### What is expected
Return every line of the listing that includes the string "serde".

### Extracted information

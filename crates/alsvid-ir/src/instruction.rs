//! High-level instructions and their validation.

use serde::{Deserialize, Serialize};
use std::fmt;

use crate::error::{IrError, IrResult};
use crate::qubit::QubitId;
use crate::symbol::Symbol;

/// The kind of an instruction.
///
/// New instructions are [`Kind::Delayed`]: their use is determined by
/// the context that eventually challenges them.
#[derive(Debug, Clone, Copy, PartialEq, Eq, Serialize, Deserialize)]
#[serde(rename_all = "lowercase")]
pub enum Kind {
    /// Use decided by a future context.
    Delayed,
    /// Part of a circuit program.
    Circuit,
    /// A hardware characterization dispatch.
    Test,
    /// Modulates QPU state outside any context.
    QpuState,
}

/// A Hoare-triple witness carried with an instruction.
///
/// The core never evaluates witnesses; they cross to the backend,
/// which owns the predicate language.
#[derive(Debug, Clone, PartialEq, Eq, Serialize, Deserialize)]
pub struct Witness {
    /// Short witness name.
    pub name: String,
    /// Human-readable description.
    pub description: String,
    /// Predicate text in the backend's condition language.
    pub predicate: String,
}

/// A mnemonic entity with executable consequences on hardware attached
/// to a QPU. Some instructions have no direct executable effect and
/// instead modulate the execution of others.
#[derive(Debug, Clone, PartialEq, Serialize, Deserialize)]
pub struct Instruction {
    /// Symbol from the recognized ISA set.
    pub symbol: Symbol,
    /// Kind, assigned by a context at challenge time.
    pub kind: Kind,
    /// Ordered target qubits. Empty only for QPU state instructions.
    pub target_qubits: Vec<QubitId>,
    /// Ordered control qubits. Non-empty iff `is_controlled`.
    pub control_qubits: Vec<QubitId>,
    /// Whether the instruction is controlled.
    pub is_controlled: bool,
    /// Whether execution collapses or clears quantum state.
    pub modifies_state: bool,
    /// Rotation angles in radians, or other real parameters.
    pub params: Option<Vec<f64>>,
    /// Shot count; only meaningful outside a circuit context.
    pub shots: Option<u32>,
    /// True once virtual indices have been substituted for physical ones.
    pub is_mapped: bool,
    /// Preconditions, forwarded to the backend unevaluated.
    pub pre: Vec<Witness>,
    /// Postconditions, forwarded to the backend unevaluated.
    pub post: Vec<Witness>,
}

impl Instruction {
    /// Create a delayed instruction with the given operands.
    pub fn new(
        symbol: Symbol,
        target_qubits: Vec<QubitId>,
        control_qubits: Vec<QubitId>,
    ) -> Self {
        let is_controlled = !control_qubits.is_empty();
        Self {
            symbol,
            kind: Kind::Delayed,
            target_qubits,
            control_qubits,
            is_controlled,
            modifies_state: false,
            params: None,
            shots: None,
            is_mapped: false,
            pre: vec![],
            post: vec![],
        }
    }

    /// Create a single-qubit instruction.
    pub fn single(symbol: Symbol, target: QubitId) -> Self {
        Self::new(symbol, vec![target], vec![])
    }

    /// Create a controlled two-qubit instruction.
    pub fn controlled(symbol: Symbol, control: QubitId, target: QubitId) -> Self {
        Self::new(symbol, vec![target], vec![control])
    }

    /// Attach parameters.
    pub fn with_params(mut self, params: Vec<f64>) -> Self {
        self.params = Some(params);
        self
    }

    /// Attach a shot count (for use outside circuit contexts).
    pub fn with_shots(mut self, shots: u32) -> Self {
        self.shots = Some(shots);
        self
    }

    /// Mark as state-modifying (measure, reset, state control).
    pub fn modifying(mut self) -> Self {
        self.modifies_state = true;
        self
    }

    /// Add a precondition witness.
    pub fn add_precondition(&mut self, witness: Witness) {
        self.pre.push(witness);
    }

    /// Add a postcondition witness.
    pub fn add_postcondition(&mut self, witness: Witness) {
        self.post.push(witness);
    }

    /// Total number of qubit operands.
    pub fn operand_count(&self) -> usize {
        self.target_qubits.len() + self.control_qubits.len()
    }

    /// Whether this instruction touches exactly two qubits.
    pub fn is_two_qubit(&self) -> bool {
        self.operand_count() == 2
    }
}

impl fmt::Display for Instruction {
    fn fmt(&self, f: &mut fmt::Formatter<'_>) -> fmt::Result {
        write!(
            f,
            "{} over {:?} controlled by {:?}",
            self.symbol, self.target_qubits, self.control_qubits
        )
    }
}

/// Constraint set a context imposes on the instructions appended to it.
#[derive(Debug, Clone, Copy, PartialEq, Eq)]
pub enum Context {
    /// An atomic circuit program.
    Circuit,
    /// A hardware characterization block.
    Test,
}

impl fmt::Display for Context {
    fn fmt(&self, f: &mut fmt::Formatter<'_>) -> fmt::Result {
        match self {
            Context::Circuit => f.write_str("circuit"),
            Context::Test => f.write_str("test"),
        }
    }
}

/// Validate an instruction and bind it to a context.
///
/// Checks static well-formedness, then applies the context rules on a
/// copy — the caller's instruction is never touched:
///
/// - `Some(Circuit)`: rejects test and QPU-state kinds, assigns
///   [`Kind::Circuit`], clears shots (a circuit runs as a whole).
/// - `Some(Test)`: rejects QPU-state kinds, requires shots, assigns
///   [`Kind::Test`].
/// - `None`: assigns [`Kind::QpuState`].
pub fn challenge(instruction: &Instruction, context: Option<Context>) -> IrResult<Instruction> {
    well_formed(instruction)?;

    let mut instr = instruction.clone();

    match context {
        Some(Context::Circuit) => {
            if matches!(instruction.kind, Kind::QpuState | Kind::Test) {
                return Err(IrError::NotAllowedInContext {
                    symbol: instruction.symbol,
                    context: Context::Circuit.to_string(),
                });
            }
            instr.kind = Kind::Circuit;
            instr.shots = None;
        }
        Some(Context::Test) => {
            if instruction.kind == Kind::QpuState {
                return Err(IrError::NotAllowedInContext {
                    symbol: instruction.symbol,
                    context: Context::Test.to_string(),
                });
            }
            if instruction.shots.is_none() {
                return Err(malformed(instruction, "tests must indicate number of shots"));
            }
            // A gate challenged as a test executes alone and returns a
            // measurement automatically.
            instr.kind = Kind::Test;
        }
        None => {
            instr.kind = Kind::QpuState;
        }
    }

    Ok(instr)
}

/// Check the static well-formedness rules.
fn well_formed(instruction: &Instruction) -> IrResult<()> {
    if instruction.target_qubits.is_empty() && instruction.kind != Kind::QpuState {
        return Err(malformed(instruction, "target qubits must be non-empty"));
    }

    if instruction.is_controlled && instruction.control_qubits.is_empty() {
        return Err(malformed(
            instruction,
            "control qubits must be present if controlled",
        ));
    }

    // Covers the swap convention too, which rides one operand in the
    // control slot without being controlled.
    if instruction
        .control_qubits
        .iter()
        .any(|c| instruction.target_qubits.contains(c))
    {
        return Err(malformed(
            instruction,
            "target and control qubits must be different",
        ));
    }

    if let Some(params) = &instruction.params {
        if params.iter().any(|p| !p.is_finite()) {
            return Err(malformed(instruction, "all parameters must be real values"));
        }
    }

    if let Some(shots) = instruction.shots {
        if shots == 0 {
            return Err(malformed(instruction, "shot count must be positive"));
        }
    }

    if instruction.kind == Kind::Test && instruction.shots.is_none() {
        return Err(malformed(instruction, "tests must indicate number of shots"));
    }

    Ok(())
}

fn malformed(instruction: &Instruction, cause: &str) -> IrError {
    IrError::MalformedInstruction {
        symbol: instruction.symbol,
        cause: cause.to_string(),
    }
}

### Result for this exercise
use serde::{Deserialize, Serialize};
#[serde(rename_all = "lowercase")]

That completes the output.